The datalake is evolving from earlier internal versions toward a fuller **V3** canonical model. The sections below summarize that direction; they are **not** an exhaustive API spec.

### Implementation status (historical labels)

- **V1** — older `mtrix`-era datalake (packaging and loading).
- **V2** — current `mindtrace.datalake` center of gravity (`Datum`, queries, etc.).
- **V3** — design direction: clearer entities, registry mounts, service-oriented access.

### Canonical V3 concepts

- **Collection**, **CollectionItem**, **AssetRetention**
- **StorageRef**, **Asset**
- **Annotation** schema/set/record model
- **Datum**, **DatasetVersion**
- **DatasetBuilder** (helper for constructing new versions — not the same as a persisted version record)

### Entity relationships (conceptual)

```mermaid
erDiagram
    STORAGE_REF ||--|| ASSET : "locates"
    ASSET ||--o{ COLLECTION_ITEM : "included by"
    COLLECTION ||--o{ COLLECTION_ITEM : "contains"
    ASSET ||--o{ ASSET_RETENTION : "retained by"
    COLLECTION ||--o{ ASSET_RETENTION : "may import/pin"
    ASSET ||--o{ DATUM : "used by role refs"
    DATASET_VERSION ||--o{ DATUM : "manifest contains"
    DATASET_VERSION ||--o{ ANNOTATION_SET : "may include"
    ANNOTATION_SET ||--o{ ANNOTATION_RECORD : "contains"
    DATUM ||--o{ ANNOTATION_RECORD : "annotated by"
    ANNOTATION_SOURCE ||--o{ ANNOTATION_RECORD : "source for"
```

### Annotations

V3 aims for first-class annotation types (classification, bbox, mask, keypoint, etc.) with provenance. See `docs/datalake-v3-proposal.md` in the repository for the full proposal.

### Design principles

1. Canonical data should outlive individual workflows.
2. Storage location should be separate from logical identity.
3. Datasets should be immutable views over reusable entities.
4. Annotations should be structured, queryable, and provenance-aware.
5. Collections should not imply destructive ownership of shared assets.
6. Execution systems integrate with the datalake; they do not define its schema.

---

## Built-in Pascal VOC importer

The package includes an importer for **Pascal VOC 2012** (splits, one image per asset, segmentation via class masks, etc.).

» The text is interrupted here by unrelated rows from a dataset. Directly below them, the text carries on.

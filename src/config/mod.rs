/*!
 * Configuration Module
 * Workload files consumed by the driver
 */

mod workload;

pub use workload::{ProcessRecord, Workload};
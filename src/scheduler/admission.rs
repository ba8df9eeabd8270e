/*!
 * Arrival Admission
 * Moves processes from "not yet arrived" into a simulator's ready structure
 */

use crate::core::types::{Slot, Tick};
use crate::process::Process;
use std::collections::VecDeque;
use tracing::trace;

/// When an arrival counts as due
#[derive(Debug, Clone, Copy, PartialEq, Eq)]
pub(crate) enum Admission {
    /// Admit exactly at the arrival tick; the caller visits every tick
    OnTick,
    /// Admit everything with arrival ≤ now; the caller may jump the clock
    Due,
}

/// Ready structure a tracker can admit into
pub(crate) trait ReadyPool {
    fn contains_slot(&self, slot: Slot) -> bool;
    fn enqueue(&mut self, slot: Slot);
}

impl ReadyPool for VecDeque<Slot> {
    #[inline]
    fn contains_slot(&self, slot: Slot) -> bool {
        self.contains(&slot)
    }

    #[inline]
    fn enqueue(&mut self, slot: Slot) {
        self.push_back(slot);
    }
}

impl ReadyPool for Vec<Slot> {
    #[inline]
    fn contains_slot(&self, slot: Slot) -> bool {
        self.contains(&slot)
    }

    #[inline]
    fn enqueue(&mut self, slot: Slot) {
        self.push(slot);
    }
}

/// Pending arrivals in (arrival, workload order), consumed front to back
///
/// Each process leaves the pending list once, so repeated calls for the same
/// tick never admit anything twice.
#[derive(Debug, Clone)]
pub(crate) struct ArrivalTracker {
    pending: VecDeque<(Tick, Slot)>,
    mode: Admission,
}

impl ArrivalTracker {
    pub fn new(processes: &[Process], mode: Admission) -> Self {
        let mut pending: Vec<(Tick, Slot)> = processes
            .iter()
            .enumerate()
            .map(|(slot, process)| (process.arrival(), slot))
            .collect();
        // Stable on workload order for simultaneous arrivals
        pending.sort_by_key(|&(arrival, _)| arrival);

        Self {
            pending: pending.into(),
            mode,
        }
    }

    /// Admit every due process into `ready`, returning how many were added
    pub fn admit<R: ReadyPool>(
        &mut self,
        now: Tick,
        processes: &mut [Process],
        ready: &mut R,
    ) -> usize {
        let mut admitted = 0;

        while let Some(&(arrival, slot)) = self.pending.front() {
            if arrival > now {
                break;
            }
            self.pending.pop_front();

            if self.mode == Admission::OnTick {
                debug_assert_eq!(
                    arrival, now,
                    "tick-exact admission skipped the arrival of slot {}",
                    slot
                );
            }

            let process = &mut processes[slot];
            if process.remaining() == 0 || ready.contains_slot(slot) {
                continue;
            }

            process.mark_ready(now);
            ready.enqueue(slot);
            admitted += 1;
            trace!(time = now, process = %process.name(), "admitted");
        }

        admitted
    }

    /// Arrival tick of the next process not yet admitted
    #[inline]
    pub fn next_arrival(&self) -> Option<Tick> {
        self.pending.front().map(|&(arrival, _)| arrival)
    }
}
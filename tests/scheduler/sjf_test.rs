/*!
 * SJF Tests
 * Preemptive shortest-remaining-time-first behaviour
 */

use cpu_sched_sim::scheduler::sjf;
use cpu_sched_sim::{ProcessSpec, SchedulerError};
use pretty_assertions::assert_eq;

fn textbook() -> Vec<ProcessSpec> {
    vec![
        ProcessSpec::new("P1", 0, 8, 1),
        ProcessSpec::new("P2", 1, 4, 1),
        ProcessSpec::new("P3", 2, 9, 1),
        ProcessSpec::new("P4", 3, 5, 1),
    ]
}

#[test]
fn test_preemption_example() {
    let workload = vec![ProcessSpec::new("A", 0, 5, 1), ProcessSpec::new("B", 1, 2, 1)];
    let result = sjf::simulate(&workload, 0).unwrap();

    assert_eq!(result.trace.names(), vec!["A", "B", "A"]);
    assert_eq!(result.process("A").unwrap().waiting, 2);
    assert_eq!(result.process("B").unwrap().waiting, 0);
    assert_eq!(result.process("A").unwrap().turnaround, 7);
}

#[test]
fn test_textbook_srtf() {
    let result = sjf::simulate(&textbook(), 0).unwrap();

    assert_eq!(result.trace.names(), vec!["P1", "P2", "P4", "P1", "P3"]);

    let waits: Vec<u64> = result.processes.iter().map(|p| p.waiting).collect();
    assert_eq!(waits, vec![9, 0, 15, 2]);
    assert_eq!(result.average_waiting(), 6.5);
}

#[test]
fn test_context_switch_delays_everyone() {
    let without = sjf::simulate(&textbook(), 0).unwrap();
    let with = sjf::simulate(&textbook(), 1).unwrap();

    assert_eq!(with.trace.names(), without.trace.names());
    assert!(with.average_turnaround() > without.average_turnaround());
}

#[test]
fn test_input_is_not_mutated() {
    let workload = textbook();
    let snapshot = workload.clone();
    sjf::simulate(&workload, 2).unwrap();
    assert_eq!(workload, snapshot);
}

#[test]
fn test_empty_workload_rejected() {
    assert_eq!(sjf::simulate(&[], 0), Err(SchedulerError::EmptyWorkload));
}
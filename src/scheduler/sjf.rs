/*!
 * SJF Simulator
 * Preemptive shortest-remaining-time-first, stepped one tick at a time
 */

use super::admission::Admission;
use super::ordering::shortest_remaining;
use super::run::RunState;
use super::traits::Simulator;
use super::types::{Policy, SimulationResult};
use crate::core::errors::SchedulerResult;
use crate::core::types::{Slot, Tick};
use crate::process::ProcessSpec;
use tracing::{debug, info, info_span};

/// Preemptive SJF with a fixed context switch cost
#[derive(Debug, Clone, Copy, PartialEq, Eq)]
pub struct Sjf {
    pub context_switch: Tick,
}

impl Sjf {
    pub const fn new(context_switch: Tick) -> Self {
        Self { context_switch }
    }
}

/// Run `workload` under preemptive SJF
pub fn simulate(workload: &[ProcessSpec], context_switch: Tick) -> SchedulerResult<SimulationResult> {
    Sjf::new(context_switch).simulate(workload)
}

impl Simulator for Sjf {
    fn policy(&self) -> Policy {
        Policy::Sjf
    }

    fn simulate(&self, workload: &[ProcessSpec]) -> SchedulerResult<SimulationResult> {
        let _span = info_span!(
            "simulate",
            policy = Policy::Sjf.as_str(),
            processes = workload.len(),
            context_switch = self.context_switch
        )
        .entered();

        let mut run = RunState::new(workload, Admission::OnTick)?;
        let mut ready: Vec<Slot> = Vec::new();
        let mut running: Option<Slot> = None;

        run.admit(&mut ready);

        while !run.is_finished() {
            let candidate = shortest_remaining(&run.processes, &ready);

            // Preempt only on a strictly shorter remaining time
            let next = match (running, candidate) {
                (None, candidate) => candidate,
                (Some(current), Some(candidate))
                    if run.processes[candidate].remaining() < run.processes[current].remaining() =>
                {
                    Some(candidate)
                }
                (Some(current), _) => Some(current),
            };

            let Some(slot) = next else {
                advance(&mut run, &mut ready, 1);
                continue;
            };

            if running != Some(slot) {
                let switch_due = running.is_some() || run.now > 0;
                if let Some(previous) = running.take() {
                    debug!(
                        time = run.now,
                        preempted = %run.processes[previous].name(),
                        by = %run.processes[slot].name(),
                        "preempted"
                    );
                    ready.push(previous);
                }
                ready.retain(|&s| s != slot);
                if switch_due {
                    advance(&mut run, &mut ready, self.context_switch);
                }
                running = Some(slot);
                debug!(time = run.now, process = %run.processes[slot].name(), "dispatched");
            }

            run.execute(slot, 1);
            advance(&mut run, &mut ready, 1);

            if run.processes[slot].is_finished() {
                run.complete(slot);
                running = None;
            }
        }

        let result = run.into_result(Policy::Sjf);
        info!(
            makespan = result.trace.makespan(),
            avg_waiting = result.average_waiting(),
            avg_turnaround = result.average_turnaround(),
            "simulation finished"
        );
        Ok(result)
    }
}

/// Move the clock forward tick by tick, admitting arrivals at each tick
fn advance(run: &mut RunState, ready: &mut Vec<Slot>, ticks: Tick) {
    for _ in 0..ticks {
        run.now += 1;
        run.admit(ready);
    }
}
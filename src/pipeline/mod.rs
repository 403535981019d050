/// 流水线 (Pipeline)
///
/// 两个采集线程 + 一个调度主线程, 通过事件总线通信:
/// - worker:     采集线程 (帧源 → 检测 → 分类 → 事件)
/// - dispatcher: 调度主线程 (事件 → 显示 / 执行器, 负责停止和回收)
pub mod dispatcher;
pub mod worker;

pub use dispatcher::{
    DispatchState, DispatchSummary, Dispatcher, InterruptQuit, NeverQuit, QuitSignal,
    ShutdownReason,
};
pub use worker::{CaptureWorker, FinishReason, LaneHandle, LaneReport, LaneState};
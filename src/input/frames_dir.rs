//! 帧图片目录输入 - 模拟录制好的视频片段
//!
//! 目录中的 png/jpg/bmp 按文件名排序依次读出, 读完即视频结束

use super::FrameSource;
use crate::types::Frame;
use anyhow::{bail, Context, Result};
use std::collections::VecDeque;
use std::fs;
use std::path::{Path, PathBuf};

const EXTENSIONS: [&str; 4] = ["png", "jpg", "jpeg", "bmp"];

pub struct FrameSequence {
    files: VecDeque<PathBuf>,
    index: u64,
}

impl FrameSequence {
    pub fn open(dir: impl AsRef<Path>) -> Result<Self> {
        let dir = dir.as_ref();
        let mut files: Vec<PathBuf> = fs::read_dir(dir)
            .with_context(|| format!("无法打开帧目录: {}", dir.display()))?
            .filter_map(|entry| entry.ok().map(|e| e.path()))
            .filter(|path| {
                path.extension()
                    .and_then(|ext| ext.to_str())
                    .map(|ext| EXTENSIONS.contains(&ext.to_lowercase().as_str()))
                    .unwrap_or(false)
            })
            .collect();
        files.sort();

        if files.is_empty() {
            bail!("帧目录中没有图片: {}", dir.display());
        }
        log::info!("🎞️  帧目录 {}: {} 帧", dir.display(), files.len());

        Ok(Self {
            files: files.into(),
            index: 0,
        })
    }

    pub fn remaining(&self) -> usize {
        self.files.len()
    }
}

impl FrameSource for FrameSequence {
    fn next_frame(&mut self) -> Result<Option<Frame>> {
        let Some(path) = self.files.pop_front() else {
            return Ok(None);
        };
        let image = image::open(&path)
            .with_context(|| format!("读取帧失败: {}", path.display()))?
            .to_rgb8();
        let frame = Frame::new(self.index, image);
        self.index += 1;
        Ok(Some(frame))
    }
}
//! 测试用的可编排组件: 帧源 / 检测器 / 分类器 / 显示 / 执行器

use crate::actuator::Actuator;
use crate::detection::{Classification, Classifier, Detector};
use crate::input::FrameSource;
use crate::renderer::Display;
use crate::types::{BBox, Frame, Region};
use crate::xbus::Surface;
use anyhow::{bail, Result};
use image::RgbImage;
use std::sync::{Arc, Mutex};

fn blank_frame(index: u64) -> Frame {
    Frame::new(index, RgbImage::new(8, 8))
}

/// 产出固定帧数, 之后视频结束 (或报错)
pub struct ScriptedSource {
    remaining: usize,
    index: u64,
    fail_at_end: bool,
}

impl ScriptedSource {
    pub fn new(frames: usize) -> Self {
        Self {
            remaining: frames,
            index: 0,
            fail_at_end: false,
        }
    }

    pub fn failing_after(frames: usize) -> Self {
        Self {
            fail_at_end: true,
            ..Self::new(frames)
        }
    }
}

impl FrameSource for ScriptedSource {
    fn next_frame(&mut self) -> Result<Option<Frame>> {
        if self.remaining == 0 {
            if self.fail_at_end {
                bail!("device lost");
            }
            return Ok(None);
        }
        self.remaining -= 1;
        let frame = blank_frame(self.index);
        self.index += 1;
        Ok(Some(frame))
    }
}

/// 无限帧源
#[derive(Default)]
pub struct EndlessSource {
    index: u64,
}

impl FrameSource for EndlessSource {
    fn next_frame(&mut self) -> Result<Option<Frame>> {
        let frame = blank_frame(self.index);
        self.index += 1;
        Ok(Some(frame))
    }
}

enum DetectScript {
    Calls(Vec<bool>, usize),
    Always,
    Fail,
}

/// 按调用次序决定是否检测到区域
pub struct ScriptedDetector {
    script: DetectScript,
}

impl ScriptedDetector {
    pub fn new(script: Vec<bool>) -> Self {
        Self {
            script: DetectScript::Calls(script, 0),
        }
    }

    pub fn always() -> Self {
        Self {
            script: DetectScript::Always,
        }
    }

    pub fn failing() -> Self {
        Self {
            script: DetectScript::Fail,
        }
    }
}

impl Detector for ScriptedDetector {
    fn detect(&mut self, frame: &Frame) -> Result<Option<Region>> {
        let hit = match &mut self.script {
            DetectScript::Calls(script, call) => {
                let hit = script.get(*call).copied().unwrap_or(false);
                *call += 1;
                hit
            }
            DetectScript::Always => true,
            DetectScript::Fail => bail!("detector crashed"),
        };
        Ok(if hit {
            Region::crop(frame, BBox::new(0, 0, 4, 4))
        } else {
            None
        })
    }
}

/// 固定分数分类器
pub struct FixedClassifier {
    score: f32,
}

impl FixedClassifier {
    pub fn new(score: f32) -> Self {
        Self { score }
    }
}

impl Classifier for FixedClassifier {
    fn classify(&mut self, _region: &Region) -> Result<Classification> {
        Ok(Classification::score(self.score))
    }
}

#[derive(Debug, Default)]
pub struct DisplayLog {
    pub shown: Vec<String>,
    pub presented: u32,
    pub closed: u32,
}

/// 记录所有调用的显示
#[derive(Clone, Default)]
pub struct RecordingDisplay {
    pub log: Arc<Mutex<DisplayLog>>,
}

impl Display for RecordingDisplay {
    fn show(&mut self, surface: Surface, _image: &RgbImage) {
        self.log.lock().unwrap().shown.push(surface.to_string());
    }

    fn present(&mut self) {
        self.log.lock().unwrap().presented += 1;
    }

    fn close(&mut self) {
        self.log.lock().unwrap().closed += 1;
    }
}

#[derive(Debug, Default)]
pub struct ActuatorLog {
    pub activated: Vec<u8>,
    pub closed: u32,
}

/// 记录所有调用的执行器, fail_channel 上的推动返回错误
#[derive(Clone, Default)]
pub struct RecordingActuator {
    pub log: Arc<Mutex<ActuatorLog>>,
    pub fail_channel: Option<u8>,
}

impl Actuator for RecordingActuator {
    fn activate(&mut self, channel: u8) -> Result<()> {
        if self.fail_channel == Some(channel) {
            bail!("port write failed");
        }
        self.log.lock().unwrap().activated.push(channel);
        Ok(())
    }

    fn close(&mut self) -> Result<()> {
        self.log.lock().unwrap().closed += 1;
        Ok(())
    }
}
/// 流水线数据结构定义
/// Data structures shared by capture lanes and the dispatch loop
use image::RgbImage;
use std::sync::Arc;

// ========== 数据结构 ==========

/// 检测框 (Detection bounding box, 像素坐标)
#[derive(Clone, Copy, Debug, PartialEq, Eq)]
pub struct BBox {
    pub x: u32,
    pub y: u32,
    pub width: u32,
    pub height: u32,
}

impl BBox {
    pub fn new(x: u32, y: u32, width: u32, height: u32) -> Self {
        Self {
            x,
            y,
            width,
            height,
        }
    }

    /// 裁剪到图像范围内, 完全在外部时返回 None
    pub fn clamp_to(&self, width: u32, height: u32) -> Option<BBox> {
        if self.x >= width || self.y >= height {
            return None;
        }
        let w = self.width.min(width - self.x);
        let h = self.height.min(height - self.y);
        if w == 0 || h == 0 {
            return None;
        }
        Some(BBox::new(self.x, self.y, w, h))
    }
}

/// 视频帧 (采集线程 → 检测/显示)
///
/// 图像数据使用Arc共享, 发送到显示队列时避免复制
#[derive(Clone, Debug)]
pub struct Frame {
    pub index: u64, // 帧序号 (每条lane独立计数)
    pub image: Arc<RgbImage>,
}

impl Frame {
    pub fn new(index: u64, image: RgbImage) -> Self {
        Self {
            index,
            image: Arc::new(image),
        }
    }

    pub fn width(&self) -> u32 {
        self.image.width()
    }

    pub fn height(&self) -> u32 {
        self.image.height()
    }
}

/// 检测区域: 从帧中裁剪出的子图
#[derive(Clone, Debug)]
pub struct Region {
    pub frame_index: u64,
    pub bbox: BBox,
    pub image: RgbImage,
}

impl Region {
    /// 按检测框裁剪帧, 检测框超出画面的部分会被截掉
    pub fn crop(frame: &Frame, bbox: BBox) -> Option<Region> {
        let bbox = bbox.clamp_to(frame.width(), frame.height())?;
        let image =
            image::imageops::crop_imm(&*frame.image, bbox.x, bbox.y, bbox.width, bbox.height)
                .to_image();
        Some(Region {
            frame_index: frame.index,
            bbox,
            image,
        })
    }
}
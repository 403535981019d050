use std::sync::atomic::{AtomicBool, Ordering};
use std::sync::Arc;

/// 全局停止标志 (协作式取消)
///
/// 初始为 false, 只会被置位一次, 不会复位
#[derive(Clone, Debug, Default)]
pub struct StopFlag {
    raised: Arc<AtomicBool>,
}

impl StopFlag {
    pub fn new() -> Self {
        Self::default()
    }

    /// 置位停止标志, 只有真正翻转标志的那次调用返回 true
    pub fn raise(&self) -> bool {
        !self.raised.swap(true, Ordering::SeqCst)
    }

    pub fn is_raised(&self) -> bool {
        self.raised.load(Ordering::SeqCst)
    }
}
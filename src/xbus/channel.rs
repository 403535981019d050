/// 事件队列: 多生产者 → 单消费者
/// Event channel shared by the capture lanes and the dispatch loop
use super::event::Event;
use crossbeam_channel::{Receiver, RecvTimeoutError, Sender};
use std::time::Duration;

/// 创建事件队列 (无界, 发送端从不阻塞)
pub fn event_channel() -> (Publisher, Consumer) {
    let (tx, rx) = crossbeam_channel::unbounded();
    (Publisher { tx }, Consumer { rx })
}

/// 发送端, 每条lane持有一个克隆
#[derive(Clone, Debug)]
pub struct Publisher {
    tx: Sender<Event>,
}

impl Publisher {
    /// 发送事件, 不阻塞
    ///
    /// 消费者已退出时事件直接丢弃 (只会发生在关闭阶段)
    pub fn publish(&self, event: Event) {
        if let Err(e) = self.tx.send(event) {
            log::debug!("消费者已退出, 丢弃事件: {:?}", e.into_inner().lane());
        }
    }
}

/// 单次读取结果
#[derive(Debug)]
pub enum Received {
    Event(Event),
    /// 超时内没有事件 (正常情况, 用于轮询退出键)
    Empty,
    /// 所有发送端已释放且队列已空
    Closed,
}

/// 接收端, 只属于调度主线程
#[derive(Debug)]
pub struct Consumer {
    rx: Receiver<Event>,
}

impl Consumer {
    /// 最多等待 timeout, 返回最早的未读事件
    pub fn consume(&self, timeout: Duration) -> Received {
        match self.rx.recv_timeout(timeout) {
            Ok(event) => Received::Event(event),
            Err(RecvTimeoutError::Timeout) => Received::Empty,
            Err(RecvTimeoutError::Disconnected) => Received::Closed,
        }
    }

    /// 队列中待处理的事件数
    pub fn pending(&self) -> usize {
        self.rx.len()
    }

    /// 清空队列, 返回丢弃的事件数
    pub fn discard_pending(&self) -> usize {
        self.rx.try_iter().count()
    }
}

#[cfg(test)]
mod tests {
    use super::*;
    use crate::xbus::Lane;
    use std::time::Instant;

    fn command(event: Event) -> u8 {
        match event {
            Event::ActuatorCommand { channel } => channel,
            other => panic!("unexpected event: {:?}", other),
        }
    }

    #[test]
    fn test_single_producer_fifo() {
        let (tx, rx) = event_channel();
        for channel in 0..100u8 {
            tx.publish(Event::ActuatorCommand { channel });
        }

        for expected in 0..100u8 {
            match rx.consume(Duration::from_millis(100)) {
                Received::Event(event) => assert_eq!(command(event), expected),
                other => panic!("expected event, got {:?}", other),
            }
        }
    }

    #[test]
    fn test_two_producers_no_loss_no_duplicates() {
        let (tx, rx) = event_channel();
        let mut handles = Vec::new();
        for lane in 1..=2u8 {
            let tx = tx.clone();
            handles.push(std::thread::spawn(move || {
                // lane 1: 0..=99, lane 2: 100..=199
                let base = (lane - 1) * 100;
                for i in 0..100u8 {
                    tx.publish(Event::ActuatorCommand { channel: base + i });
                }
                tx.publish(Event::LaneFinished { lane: Lane(lane) });
            }));
        }
        drop(tx);
        for h in handles {
            h.join().unwrap();
        }

        let mut seen = vec![0u32; 200];
        let mut last_per_lane = [None::<u8>; 2];
        let mut finished = 0;
        loop {
            match rx.consume(Duration::from_millis(100)) {
                Received::Event(Event::ActuatorCommand { channel }) => {
                    seen[channel as usize] += 1;
                    // 同一生产者内部保持顺序
                    let slot = &mut last_per_lane[(channel / 100) as usize];
                    if let Some(prev) = *slot {
                        assert!(channel > prev);
                    }
                    *slot = Some(channel);
                }
                Received::Event(Event::LaneFinished { .. }) => finished += 1,
                Received::Event(other) => panic!("unexpected event: {:?}", other),
                Received::Empty => panic!("channel should not be idle"),
                Received::Closed => break,
            }
        }

        assert_eq!(finished, 2);
        assert!(seen.iter().all(|&n| n == 1));
    }

    #[test]
    fn test_consume_timeout_on_empty() {
        let (_tx, rx) = event_channel();
        let start = Instant::now();
        assert!(matches!(rx.consume(Duration::from_millis(20)), Received::Empty));
        let elapsed = start.elapsed();
        assert!(elapsed >= Duration::from_millis(20));
        assert!(elapsed < Duration::from_secs(2));
    }

    #[test]
    fn test_closed_after_publishers_dropped() {
        let (tx, rx) = event_channel();
        tx.publish(Event::ActuatorCommand { channel: 2 });
        drop(tx);

        assert!(matches!(rx.consume(Duration::from_millis(10)), Received::Event(_)));
        assert!(matches!(rx.consume(Duration::from_millis(10)), Received::Closed));
    }

    #[test]
    fn test_publish_after_consumer_dropped() {
        let (tx, rx) = event_channel();
        drop(rx);
        // 不阻塞也不panic
        tx.publish(Event::LaneFinished { lane: Lane(1) });
    }

    #[test]
    fn test_discard_pending() {
        let (tx, rx) = event_channel();
        for channel in 0..5 {
            tx.publish(Event::ActuatorCommand { channel });
        }
        assert_eq!(rx.pending(), 5);
        assert_eq!(rx.discard_pending(), 5);
        assert_eq!(rx.pending(), 0);
    }
}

This is **one** way to load a benchmark into the canonical model; it is separate from service upload/sync/replication flows.

### CLI

```bash
mindtrace-datalake-import-pascal-voc \
  --mongo-db-uri "mongodb://mindtrace:mindtrace@localhost:27017" \
  --mongo-db-name "mindtrace" \
  --root-dir "./data/pascal-voc" \
  --split train \
  --dataset-name "pascal-voc-2012-train" \
  --download
```

Or:

```bash
python -m mindtrace.datalake.importers.pascal_voc \
  --mongo-db-uri "mongodb://mindtrace:mindtrace@localhost:27017" \
  --mongo-db-name "mindtrace" \
  --root-dir "./data/pascal-voc" \
  --split train \
  --dataset-name "pascal-voc-2012-train" \
  --download
```

### Python

```python
from mindtrace.datalake import Datalake, PascalVocImportConfig, import_pascal_voc

with Datalake.create(
    mongo_db_uri="mongodb://mindtrace:mindtrace@localhost:27017",
    mongo_db_name="mindtrace",
) as datalake:
    summary = import_pascal_voc(
        datalake,
        PascalVocImportConfig(
            root_dir="./data/pascal-voc",
            split="train",
            dataset_name="pascal-voc-2012-train",
            download=True,
        ),
    )
    print(summary)
```

Importer notes: reuses downloaded trees when present; overwrite-on-conflict for importer writes; fails if the target `DatasetVersion` already exists.

---

## Jobs and cluster

Jobs should own execution lifecycle; cluster orchestration should resolve datalake inputs/outputs. Task output schemas are not canonical datalake schemas — persist results as datalake entities (e.g. annotation sets/records) when they represent durable data.

---

## What this README is not

This file is an entry point, not a full API reference. For deeper V3 discussion see **`docs/datalake-v3-proposal.md`**. For a practical walkthrough of today’s features, use **[HAPPY_PATH.md](./HAPPY_PATH.md)**.